Like other reviewers, I note that the book concentrates almost exclusively on Florida tomato growing. I urge the author to consider Tomatoland 2.0 as a future project, expanding his view. Are Florida conditions unique to Florida? Why or why not? I'd like to know about conditions not only outside Florida, but outside the US.

I've lived in the US, southeast Asia, and Europe, and found tasteless tomatoes in each. Here in the Balkans, yummy local tomatoes are available in abundance for six weeks a year, after which the pale, dry, tasteless variety return to the supermarkets for a long and sad 10+ months. (Consistent with local culture, the evil machinations of neighboring nationalities are blamed.) I'd love to know: how is the situation here the same as the US, and how is it different? What, if any, conclusions can be teased out of the similarities and differences? Have Floridian commercial agriculture practices and results been deliberately exported around the world, or did the unhappy model which created the Cardboard Tomato appear spontaneously in several different places?
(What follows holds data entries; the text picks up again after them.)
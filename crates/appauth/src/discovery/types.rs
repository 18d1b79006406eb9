//! Provider metadata types

use std::collections::HashMap;

use serde::{Deserialize, Serialize};
use thiserror::Error;

/// Discovery failures
#[derive(Debug, Clone, PartialEq, Eq, Error)]
pub enum DiscoveryError {
    /// The discovery document could not be fetched
    #[error("discovery document unreachable: {0}")]
    Unreachable(String),

    /// The discovery endpoint answered with a non-2xx status
    #[error("discovery endpoint returned HTTP {0}")]
    Status(u16),

    /// The body is not a JSON metadata object
    #[error("invalid discovery document: {0}")]
    InvalidJson(String),

    /// Neither the document nor the explicit configuration supplies an endpoint
    #[error("provider metadata has no {0}")]
    MissingEndpoint(&'static str),

    /// The issuer is not an absolute URL
    #[error("invalid issuer URL: {0}")]
    InvalidIssuer(String),
}

/// Endpoint kinds an operation may depend on
#[derive(Debug, Clone, Copy, PartialEq, Eq, Hash)]
pub enum Endpoint {
    /// `authorization_endpoint`
    Authorization,
    /// `token_endpoint`
    Token,
    /// `revocation_endpoint`
    Revocation,
    /// `registration_endpoint`
    Registration,
    /// `end_session_endpoint`
    EndSession,
}

impl Endpoint {
    /// Configuration key for this endpoint
    pub fn field_name(self) -> &'static str {
        match self {
            Self::Authorization => "authorizationEndpoint",
            Self::Token => "tokenEndpoint",
            Self::Revocation => "revocationEndpoint",
            Self::Registration => "registrationEndpoint",
            Self::EndSession => "endSessionEndpoint",
        }
    }
}

/// Endpoints of an authorization server
///
/// Any field may be absent: providers that publish partial metadata are
/// legal, and an operation only fails when it needs a field that is missing.
#[derive(Debug, Clone, Default, PartialEq, Eq, Serialize, Deserialize)]
#[serde(rename_all = "camelCase")]
pub struct ProviderEndpoints {
    /// Authorization endpoint
    #[serde(default, skip_serializing_if = "Option::is_none")]
    pub authorization_endpoint: Option<String>,
    /// Token endpoint
    #[serde(default, skip_serializing_if = "Option::is_none")]
    pub token_endpoint: Option<String>,
    /// Revocation endpoint (RFC 7009)
    #[serde(default, skip_serializing_if = "Option::is_none")]
    pub revocation_endpoint: Option<String>,
    /// Registration endpoint (RFC 7591)
    #[serde(default, skip_serializing_if = "Option::is_none")]
    pub registration_endpoint: Option<String>,
    /// End-session endpoint (OpenID RP-initiated logout)
    #[serde(default, skip_serializing_if = "Option::is_none")]
    pub end_session_endpoint: Option<String>,
}

impl ProviderEndpoints {
    /// Endpoint URL for `endpoint`, if present
    pub fn get(&self, endpoint: Endpoint) -> Option<&str> {
        match endpoint {
            Endpoint::Authorization => self.authorization_endpoint.as_deref(),
            Endpoint::Token => self.token_endpoint.as_deref(),
            Endpoint::Revocation => self.revocation_endpoint.as_deref(),
            Endpoint::Registration => self.registration_endpoint.as_deref(),
            Endpoint::EndSession => self.end_session_endpoint.as_deref(),
        }
        .filter(|url| !url.is_empty())
    }

    /// Endpoint URL for `endpoint`, failing when absent
    ///
    /// # Errors
    ///
    /// Returns [`DiscoveryError::MissingEndpoint`] when the field is absent.
    pub fn require(&self, endpoint: Endpoint) -> Result<&str, DiscoveryError> {
        self.get(endpoint)
            .ok_or(DiscoveryError::MissingEndpoint(endpoint.field_name()))
    }

    /// Whether every endpoint in `needed` is present
    pub fn covers(&self, needed: &[Endpoint]) -> bool {
        needed.iter().all(|endpoint| self.get(*endpoint).is_some())
    }

    /// Layer `self` over `base`; fields present in `self` win
    pub fn merged_over(&self, base: &ProviderEndpoints) -> ProviderEndpoints {
        fn pick(explicit: &Option<String>, discovered: &Option<String>) -> Option<String> {
            explicit
                .as_ref()
                .filter(|url| !url.is_empty())
                .or(discovered.as_ref())
                .cloned()
        }

        ProviderEndpoints {
            authorization_endpoint: pick(&self.authorization_endpoint, &base.authorization_endpoint),
            token_endpoint: pick(&self.token_endpoint, &base.token_endpoint),
            revocation_endpoint: pick(&self.revocation_endpoint, &base.revocation_endpoint),
            registration_endpoint: pick(&self.registration_endpoint, &base.registration_endpoint),
            end_session_endpoint: pick(&self.end_session_endpoint, &base.end_session_endpoint),
        }
    }
}

/// OpenID Provider metadata (OpenID Connect Discovery 1.0 Section 3)
///
/// Every field is optional and unknown fields are preserved, so partial
/// documents parse and the operation decides what it needs.
#[derive(Debug, Clone, Default, PartialEq, Serialize, Deserialize)]
pub struct DiscoveryDocument {
    /// Issuer identifier
    #[serde(default, skip_serializing_if = "Option::is_none")]
    pub issuer: Option<String>,

    /// Authorization endpoint
    #[serde(default, skip_serializing_if = "Option::is_none")]
    pub authorization_endpoint: Option<String>,

    /// Token endpoint
    #[serde(default, skip_serializing_if = "Option::is_none")]
    pub token_endpoint: Option<String>,

    /// Revocation endpoint
    #[serde(default, skip_serializing_if = "Option::is_none")]
    pub revocation_endpoint: Option<String>,

    /// Registration endpoint
    #[serde(default, skip_serializing_if = "Option::is_none")]
    pub registration_endpoint: Option<String>,

    /// End-session endpoint
    #[serde(default, skip_serializing_if = "Option::is_none")]
    pub end_session_endpoint: Option<String>,

    /// UserInfo endpoint
    #[serde(default, skip_serializing_if = "Option::is_none")]
    pub userinfo_endpoint: Option<String>,

    /// JWKS URI
    #[serde(default, skip_serializing_if = "Option::is_none")]
    pub jwks_uri: Option<String>,

    /// Supported scopes
    #[serde(default, skip_serializing_if = "Option::is_none")]
    pub scopes_supported: Option<Vec<String>>,

    /// Supported response types
    #[serde(default, skip_serializing_if = "Option::is_none")]
    pub response_types_supported: Option<Vec<String>>,

    /// Supported PKCE methods
    #[serde(default, skip_serializing_if = "Option::is_none")]
    pub code_challenge_methods_supported: Option<Vec<String>>,

    /// Supported token endpoint authentication methods
    #[serde(default, skip_serializing_if = "Option::is_none")]
    pub token_endpoint_auth_methods_supported: Option<Vec<String>>,

    /// Remaining metadata fields
    #[serde(flatten)]
    pub additional_fields: HashMap<String, serde_json::Value>,
}

impl DiscoveryDocument {
    /// The endpoint subset of the document
    pub fn endpoints(&self) -> ProviderEndpoints {
        ProviderEndpoints {
            authorization_endpoint: self.authorization_endpoint.clone(),
            token_endpoint: self.token_endpoint.clone(),
            revocation_endpoint: self.revocation_endpoint.clone(),
            registration_endpoint: self.registration_endpoint.clone(),
            end_session_endpoint: self.end_session_endpoint.clone(),
        }
    }

    /// Whether the provider advertises S256 PKCE
    ///
    /// Providers that omit the field are assumed to accept it.
    pub fn supports_s256(&self) -> bool {
        self.code_challenge_methods_supported
            .as_ref()
            .is_none_or(|methods| methods.iter().any(|m| m == "S256"))
    }
}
In addition to the (probably correct) assumption that Americans will only read about the US, it's a sad commentary on the US that this book had to be misleading marketed as primarily concerned with the question “Why do supermarket tomatoes taste so bad?”, but you do what you have do to get published and get publicity. If it had shown its true colors as an exposè of the exploitation of Florida agricultural workers, most potential readers people would have said “Yeah, whatever, Cesar Chavez, that's so 1970's.” The author certainly wouldn't have been able to get the attention he has, and maybe might never have found a publisher.

That said, the book answers the bad-tasting tomato question, using about 30% of the space of the book to do so. The rest is an appalling catalog of ill-treatment of illegal immigrant labor, which is the price of cheap food in our supermarkets.

Finally, a tip of the electronic hat to whomever formatted this book for Kindle. When necessary, the main text is clearly and accurately hot-linked to the book's end notes, making navigation back and forth easy. Other recent non-fiction works I've read apparently felt that the effort necessary to do this was too great.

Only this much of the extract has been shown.